[Collected data entries]
◆ ◆ ◆

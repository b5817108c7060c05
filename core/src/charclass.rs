//! Character classification for Japanese text.
//!
//! Everything here is a total predicate over `char` or `&str`: no input is
//! rejected and the empty string is never "Japanese", "kana" or "kanji".
//!
//! The string-level patterns are compiled once and kept private; callers only
//! see boolean predicates and the run splitters used by the tokenizer adapter
//! and the lookup key normaliser.

use once_cell::sync::Lazy;
use regex::Regex;

/// Iteration marks, kana blocks, CJK ideographs (incl. extension A and
/// compatibility ideographs) and half-width katakana.
const JAPANESE_CHAR_CLASS: &str = "\u{3005}\u{3006}\u{3007}\u{303B}\u{3040}-\u{309F}\u{30A0}-\u{30FF}\u{3400}-\u{4DBF}\u{4E00}-\u{9FFF}\u{F900}-\u{FAFF}\u{FF66}-\u{FF9D}";

/// Japanese characters plus ASCII and full-width digits.
const TOKENIZABLE_CHAR_CLASS: &str = "\u{3005}\u{3006}\u{3007}\u{303B}\u{3040}-\u{309F}\u{30A0}-\u{30FF}\u{3400}-\u{4DBF}\u{4E00}-\u{9FFF}\u{F900}-\u{FAFF}\u{FF66}-\u{FF9D}0-9\u{FF10}-\u{FF19}";

static JAPANESE_CHAR: Lazy<Regex> =
    Lazy::new(|| Regex::new(&format!("[{JAPANESE_CHAR_CLASS}]")).expect("static pattern"));

static JAPANESE_RUN: Lazy<Regex> =
    Lazy::new(|| Regex::new(&format!("[{JAPANESE_CHAR_CLASS}]+")).expect("static pattern"));

static JAPANESE_EDGES: Lazy<Regex> = Lazy::new(|| {
    Regex::new(&format!(
        "^[^{JAPANESE_CHAR_CLASS}]+|[^{JAPANESE_CHAR_CLASS}]+$"
    ))
    .expect("static pattern")
});

static TOKENIZABLE_RUN: Lazy<Regex> =
    Lazy::new(|| Regex::new(&format!("[{TOKENIZABLE_CHAR_CLASS}]+")).expect("static pattern"));

static JAPANESE_PUNCTUATION_ONLY: Lazy<Regex> =
    Lazy::new(|| Regex::new("^[\u{3001}\u{3002}\u{30FB}\u{300C}\u{300D}]+$").expect("static pattern"));

static MONTH_COUNTER: Lazy<Regex> =
    Lazy::new(|| Regex::new("^[0-9\u{FF10}-\u{FF19}]+月$").expect("static pattern"));

/// CJK Unified Ideographs, including extension A (U+3400–U+9FFF).
pub fn is_kanji(ch: char) -> bool {
    ('\u{3400}'..='\u{9FFF}').contains(&ch)
}

/// True if any character of `text` is a kanji.
pub fn has_kanji(text: &str) -> bool {
    text.chars().any(is_kanji)
}

/// Hiragana, katakana (incl. the prolonged sound mark) or half-width katakana.
pub fn is_kana(ch: char) -> bool {
    matches!(ch, '\u{3040}'..='\u{309F}' | '\u{30A0}'..='\u{30FF}' | '\u{FF66}'..='\u{FF9D}')
}

/// True if any character of `text` is kana.
pub fn has_kana(text: &str) -> bool {
    text.chars().any(is_kana)
}

/// True if `text` is non-empty and made of kana only.
pub fn is_kana_only(text: &str) -> bool {
    !text.is_empty() && text.chars().all(is_kana)
}

/// True if `text` contains at least one kanji, kana, iteration mark or
/// prolonged sound mark.
pub fn is_japanese_char(text: &str) -> bool {
    JAPANESE_CHAR.is_match(text)
}

/// True if `text` consists solely of 、。・「」.
pub fn is_japanese_punctuation_only(text: &str) -> bool {
    JAPANESE_PUNCTUATION_ONLY.is_match(text)
}

/// Small vowel and glide kana (ゃゅょぁぃぅぇぉ and katakana forms).
pub fn is_small_kana(ch: char) -> bool {
    matches!(
        ch,
        'ゃ' | 'ゅ' | 'ょ' | 'ぁ' | 'ぃ' | 'ぅ' | 'ぇ' | 'ぉ' | 'ャ' | 'ュ' | 'ョ' | 'ァ' | 'ィ' | 'ゥ' | 'ェ' | 'ォ'
    )
}

/// っ or ッ.
pub fn is_small_tsu(ch: char) -> bool {
    matches!(ch, 'っ' | 'ッ')
}

/// True if `text` is non-empty and whitespace only.
pub fn is_whitespace_only(text: &str) -> bool {
    !text.is_empty() && text.chars().all(char::is_whitespace)
}

/// A digit run followed by 月, e.g. `12月` or `１２月`.
pub fn is_month_counter(text: &str) -> bool {
    MONTH_COUNTER.is_match(text)
}

/// A maximal run of text, tagged by whether it is tokenizable.
#[derive(Debug, Clone, Copy, PartialEq, Eq)]
pub enum Run<'a> {
    Tokenizable(&'a str),
    Plain(&'a str),
}

impl<'a> Run<'a> {
    pub fn text(&self) -> &'a str {
        match self {
            Run::Tokenizable(s) | Run::Plain(s) => s,
        }
    }
}

/// Split `text` into alternating tokenizable / plain runs.
///
/// Concatenating the runs reproduces `text`. The empty string yields a single
/// empty plain run.
pub fn tokenizable_runs(text: &str) -> Vec<Run<'_>> {
    if text.is_empty() {
        return vec![Run::Plain("")];
    }
    let mut runs = Vec::new();
    let mut last = 0;
    for m in TOKENIZABLE_RUN.find_iter(text) {
        if m.start() > last {
            runs.push(Run::Plain(&text[last..m.start()]));
        }
        runs.push(Run::Tokenizable(m.as_str()));
        last = m.end();
    }
    if last < text.len() {
        runs.push(Run::Plain(&text[last..]));
    }
    runs
}

/// Strip leading and trailing non-Japanese characters.
pub fn trim_non_japanese(text: &str) -> String {
    JAPANESE_EDGES.replace_all(text, "").into_owned()
}

/// Maximal contiguous runs of Japanese characters, in order.
pub fn japanese_runs(text: &str) -> Vec<&str> {
    JAPANESE_RUN.find_iter(text).map(|m| m.as_str()).collect()
}

#[cfg(test)]
mod tests {
    use super::*;

    #[test]
    fn kanji_range() {
        assert!(is_kanji('漢'));
        assert!(is_kanji('\u{3400}'));
        assert!(!is_kanji('か'));
        assert!(!is_kanji('々'));
        assert!(has_kanji("食べる"));
        assert!(!has_kanji("たべる"));
        assert!(!has_kanji(""));
    }

    #[test]
    fn kana_blocks() {
        assert!(has_kana("ひらがな"));
        assert!(has_kana("カタカナ"));
        assert!(has_kana("ｶﾀｶﾅ"));
        assert!(has_kana("ー"));
        assert!(!has_kana("漢字"));
        assert!(!has_kana(""));
        assert!(is_kana_only("ラーメン"));
        assert!(!is_kana_only("ラーメン屋"));
        assert!(!is_kana_only(""));
    }

    #[test]
    fn japanese_detection() {
        assert!(is_japanese_char("abc日本"));
        assert!(is_japanese_char("々"));
        assert!(is_japanese_char("・"));
        assert!(!is_japanese_char("hello"));
        assert!(!is_japanese_char("123"));
        assert!(!is_japanese_char(""));
    }

    #[test]
    fn punctuation_only() {
        assert!(is_japanese_punctuation_only("、"));
        assert!(is_japanese_punctuation_only("。」"));
        assert!(!is_japanese_punctuation_only("。a"));
        assert!(!is_japanese_punctuation_only(""));
    }

    #[test]
    fn small_kana() {
        assert!(is_small_kana('ゃ'));
        assert!(is_small_kana('ォ'));
        assert!(!is_small_kana('や'));
        assert!(is_small_tsu('っ'));
        assert!(is_small_tsu('ッ'));
        assert!(!is_small_tsu('つ'));
    }

    #[test]
    fn month_counter() {
        assert!(is_month_counter("12月"));
        assert!(is_month_counter("１２月"));
        assert!(!is_month_counter("月"));
        assert!(!is_month_counter("12月に"));
    }

    #[test]
    fn runs_reconstruct_input() {
        let text = "WBCは３月から start!";
        let runs = tokenizable_runs(text);
        let joined: String = runs.iter().map(|r| r.text()).collect();
        assert_eq!(joined, text);
        assert_eq!(
            runs,
            vec![
                Run::Plain("WBC"),
                Run::Tokenizable("は３月から"),
                Run::Plain(" start!"),
            ]
        );
        assert_eq!(tokenizable_runs(""), vec![Run::Plain("")]);
    }

    #[test]
    fn trimming_and_runs() {
        assert_eq!(trim_non_japanese("(食べる)!"), "食べる");
        assert_eq!(trim_non_japanese("abc"), "");
        assert_eq!(japanese_runs("a日本b語c"), vec!["日本", "語"]);
    }
}
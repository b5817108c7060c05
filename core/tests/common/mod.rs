// core/tests/common/mod.rs
//
// Fixtures shared by the integration tests: a longest-match lexicon
// tokenizer standing in for a dictionary tokenizer, and a word-lookup
// provider that counts its invocations.

#![allow(dead_code)]

use libnihongo_core::{Morpheme, MorphTokenizer, WordCandidate, WordLookup};
use std::collections::HashMap;
use std::sync::atomic::{AtomicUsize, Ordering};
use std::time::Duration;

/// Greedy longest-match over a fixed surface → reading table. Digit runs
/// become one morpheme; anything else unknown is a single char with the
/// "no reading" sentinel.
pub struct LexiconTokenizer {
    entries: HashMap<String, String>,
    longest: usize,
}

impl LexiconTokenizer {
    pub fn new(entries: &[(&str, &str)]) -> Self {
        let entries: HashMap<String, String> = entries
            .iter()
            .map(|(s, r)| (s.to_string(), r.to_string()))
            .collect();
        let longest = entries.keys().map(|k| k.chars().count()).max().unwrap_or(1);
        Self { entries, longest }
    }
}

fn is_digit(ch: char) -> bool {
    ch.is_ascii_digit() || ('０'..='９').contains(&ch)
}

impl MorphTokenizer for LexiconTokenizer {
    fn tokenize(&self, text: &str) -> anyhow::Result<Vec<Morpheme>> {
        let chars: Vec<char> = text.chars().collect();
        let mut out = Vec::new();
        let mut i = 0;
        while i < chars.len() {
            let max = self.longest.min(chars.len() - i);
            let matched = (1..=max).rev().find_map(|len| {
                let surface: String = chars[i..i + len].iter().collect();
                self.entries.get(&surface).map(|r| (len, surface, r.clone()))
            });
            if let Some((len, surface, reading)) = matched {
                out.push(Morpheme::new(surface, reading));
                i += len;
                continue;
            }
            let mut end = i + 1;
            if is_digit(chars[i]) {
                while end < chars.len() && is_digit(chars[end]) {
                    end += 1;
                }
            }
            out.push(Morpheme::new(chars[i..end].iter().collect::<String>(), "*"));
            i = end;
        }
        Ok(out)
    }

    fn name(&self) -> &'static str {
        "lexicon-fixture"
    }
}

/// Word lookup over a fixed table that counts calls and can be slowed down.
pub struct CountingLookup {
    entries: HashMap<String, (String, Vec<String>)>,
    delay: Duration,
    calls: AtomicUsize,
}

impl CountingLookup {
    pub fn new(entries: &[(&str, &str, &str)]) -> Self {
        Self {
            entries: entries
                .iter()
                .map(|(w, r, g)| (w.to_string(), (r.to_string(), vec![g.to_string()])))
                .collect(),
            delay: Duration::ZERO,
            calls: AtomicUsize::new(0),
        }
    }

    pub fn with_delay(mut self, delay: Duration) -> Self {
        self.delay = delay;
        self
    }

    pub fn calls(&self) -> usize {
        self.calls.load(Ordering::SeqCst)
    }
}

impl WordLookup for CountingLookup {
    fn search(&self, word: &str) -> anyhow::Result<Vec<WordCandidate>> {
        self.calls.fetch_add(1, Ordering::SeqCst);
        if !self.delay.is_zero() {
            std::thread::sleep(self.delay);
        }
        Ok(self
            .entries
            .get(word)
            .map(|(reading, glosses)| vec![WordCandidate::new(word, reading.as_str(), glosses.clone())])
            .unwrap_or_default())
    }

    fn name(&self) -> &'static str {
        "counting-fixture"
    }
}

◆ ◆ ◆

**Aim of the exercise:** The response must consist solely of the lines from the first line of the entries through the line containing "extension A and", repeated exactly.

**Response for this exercise:**
repository b5817108c7060c05
filename core/src/charclass.rs
//! Character classification for Japanese text.
//!
//! Everything here is a total predicate over `char` or `&str`: no input is
//! rejected and the empty string is never "Japanese", "kana" or "kanji".
//!
//! The string-level patterns are compiled once and kept private; callers only
//! see boolean predicates and the run splitters used by the tokenizer adapter
//! and the lookup key normaliser.

use once_cell::sync::Lazy;
use regex::Regex;

/// Iteration marks, kana blocks, CJK ideographs (incl. extension A and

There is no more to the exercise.